Je viens publier pour la première fois sur ce fandom car je viens de lire ce magnifique roman, qui m'a beaucoup plu. Il m'a inspiré ces deux textes que j'ai écrit dans le cadre de la 105ème nuit du Fof. L'objectif était d'écrire un texte en une heure, sur le thème "Vision". Si vous voulez plus d'informations, vous pouvez me contacter par MP.

J'espère qu'ils vous plairont,

Bonne lecture !


Vision céleste

Je hante les tours de la cathédrale depuis des jours et des nuits. Celui que j'étais n'est plus, remplacé par un être hagard et vide. Moi qui avais la prétention de me croire plus savant étais en réalité bien plus ignorant que le plus idiot des vauriens.

J'ai cru mourir mille fois lorsque tu as été envoyée à la potence et que tu m'as rejeté alors que j'étais ton dernier recours. Je n'ai pas voulu voir le bourreau faire son œuvre. Encore une fois j'ai été faible. Mais lorsque j'ai vu ton fantôme, diaphane entre les murs de la cathédrale, j'ai cru mourir à nouveau.

Tu ne m'as pas vu. Comme toujours, j'étais dans l'ombre, sans importance. Que dois-je faire pour devenir autre chose qu'un objet de haine ? Et dois-je vraiment me faire aimer de toi ? Ou es-tu une nouvelle épreuve envoyée par Dieu pour me tester ? Es-tu un ange envoyé pour moi, ou un démon qui précipitera ma chute ?
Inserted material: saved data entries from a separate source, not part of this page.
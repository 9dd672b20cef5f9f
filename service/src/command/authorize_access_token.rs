//! [`Command`] for authorizing an access [`token::Token`].

use derive_more::{Display, Error, From};
use tracerr::Traced;

#[cfg(doc)]
use crate::domain::token::Issuer;
use crate::{domain::token, Service};

use super::Command;

/// [`Command`] for authorizing an access [`token::Token`].
///
/// Doesn't touch the [`Database`]: a [`token::Token`] is self-contained.
///
/// [`Database`]: crate::infra::Database
#[derive(Clone, Debug, From)]
pub struct AuthorizeAccessToken {
    /// [`token::Token`] to authorize.
    pub token: token::Token,
}

impl<Db> Command<AuthorizeAccessToken> for Service<Db> {
    type Ok = token::Payload;
    type Err = Traced<ExecutionError>;

    async fn execute(
        &self,
        cmd: AuthorizeAccessToken,
    ) -> Result<Self::Ok, Self::Err> {
        use ExecutionError as E;

        let AuthorizeAccessToken { token } = cmd;

        self.config()
            .token_issuer
            .verify(&token)
            .map_err(|e| match e {
                token::VerifyError::Invalid(e) => E::InvalidToken(e),
                token::VerifyError::Expired => E::TokenExpired,
            })
            .map_err(tracerr::wrap!())
    }
}

/// Error of [`AuthorizeAccessToken`] [`Command`] execution.
#[derive(Debug, Display, Error)]
pub enum ExecutionError {
    /// [`token::Token`] is rejected by the [`Issuer`].
    #[display("Invalid token: {_0}")]
    InvalidToken(token::InvalidToken),

    /// [`token::Token`] has expired.
    #[display("Token has expired")]
    TokenExpired,
}

#[cfg(test)]
mod spec {
    use std::time::Duration;

    use crate::{
        command::fixture,
        domain::{token, user},
        Command as _,
    };

    use super::{AuthorizeAccessToken, ExecutionError};

    fn claims() -> token::Claims {
        token::Claims {
            first_name: user::Name::new("Jane").unwrap(),
            last_name: user::Name::new("Roe").unwrap(),
            email: user::Email::new("jane@example.com").unwrap(),
            role: user::Role::User,
            profile_image: None,
        }
    }

    #[tokio::test]
    async fn returns_payload_of_valid_token() {
        let svc = fixture::service();
        let (token, payload) = svc
            .config()
            .token_issuer
            .issue(claims(), Duration::from_secs(60))
            .unwrap();

        let authorized =
            svc.execute(AuthorizeAccessToken { token }).await.unwrap();

        assert_eq!(authorized, payload);
    }

    #[tokio::test]
    async fn distinguishes_expired_token() {
        let svc = fixture::service();
        let (token, _) = svc
            .config()
            .token_issuer
            .issue(claims(), Duration::ZERO)
            .unwrap();

        let err = svc
            .execute(AuthorizeAccessToken { token })
            .await
            .unwrap_err()
            .into_inner();

        assert!(matches!(err, ExecutionError::TokenExpired));
    }

    #[tokio::test]
    async fn rejects_garbage() {
        let svc = fixture::service();

        let err = svc
            .execute(AuthorizeAccessToken {
                token: token::Token::from("garbage".to_owned()),
            })
            .await
            .unwrap_err()
            .into_inner();

        assert!(matches!(err, ExecutionError::InvalidToken(_)));
    }
}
Depuis que je t'ai vue, je ne suis plus que l'ombre de moi-même. Je ne réfléchis plus, je pense à toi. Je ne marche plus, j'erre en pensant à toi. Si j'étudie, les lettres se mettent à danser devant mes yeux comme tes charmants pieds voltigaient sur le parvis de Notre-Dame. Est-ce de la sorcellerie ?

J'ai tout essayé pour t'oublier. Te faire disparaitre ou te faire condamner, mon dos porte encore les morsures douloureuse du fouet que j'ai utilisé pour me délivrer ma chair de toi. Rien n'y a fait. Tu es toujours là, quelques étages au-dessus de moi, si proche et en même temps si loin. Je ne peux pas te toucher. Je ne dois pas te regarder. Et pourtant tu hantes mes pensées et mes nuits. Que dois-je faire ?

Mille fois, je suis sorti sur les toits de la cathédrale, je me suis fait mordre par le froid ou la pluie. J'espérais être distrait de cette pensée obsédante et violente de ton corps qui se tord quand tu danse. Mais je n'y voyais plus qu'une place silencieuse et vide. Comme mon cœur.

Esméralda, pourquoi me fais-tu cela ? J'étais heureux avant que tu ne viennes me tourmenter.

Ombre diaphane qui marche silencieusement sur la galerie des rois. Tu portes cette robe blanche que Quasimodo t'a donnée, et qui te fait ressembler à un ange. Chaque nuit je m'endors en espérant t'oublier, et chaque matin je pense à toi. Ton pied, ta bouche, tes yeux.

Tu es mon supplice de Tantale, je te vois, mais je ne peux te gouter. Même Quasimodo a eu l'heur de te plaire. Il a le droit de te voir, de t'approcher, de bénéficier de ta charmante présence. Qu'a-t-il de plus que moi ? Je ne suis pas beau, pas riche ou ni d'une compagnie agréable, mais lui est cent fois, mille fois pire que moi ! Il est plus laid qu'une gargouille, plus sauvage qu'un loup ! Et pourtant tu l'acceptes. Pourquoi ? Pourquoi me repousses-tu ?

Alors seul le mensonge me permet de te voir. Lorsque je me glisse dans la nuit et que je vais silencieusement jusqu'à ta logette. Etre l'archidiacre me donne accès à tous les recoins de cette bâtisse. Si je le voulais, je pourrais entrer, mais je ne le veux pas. Je ne veux pas te faire peur. Je ne veux pas te blesser. Alors je reste là, à regarder les rayons de la lune qui caressent ta joue. Tu es si paisible, tu dors.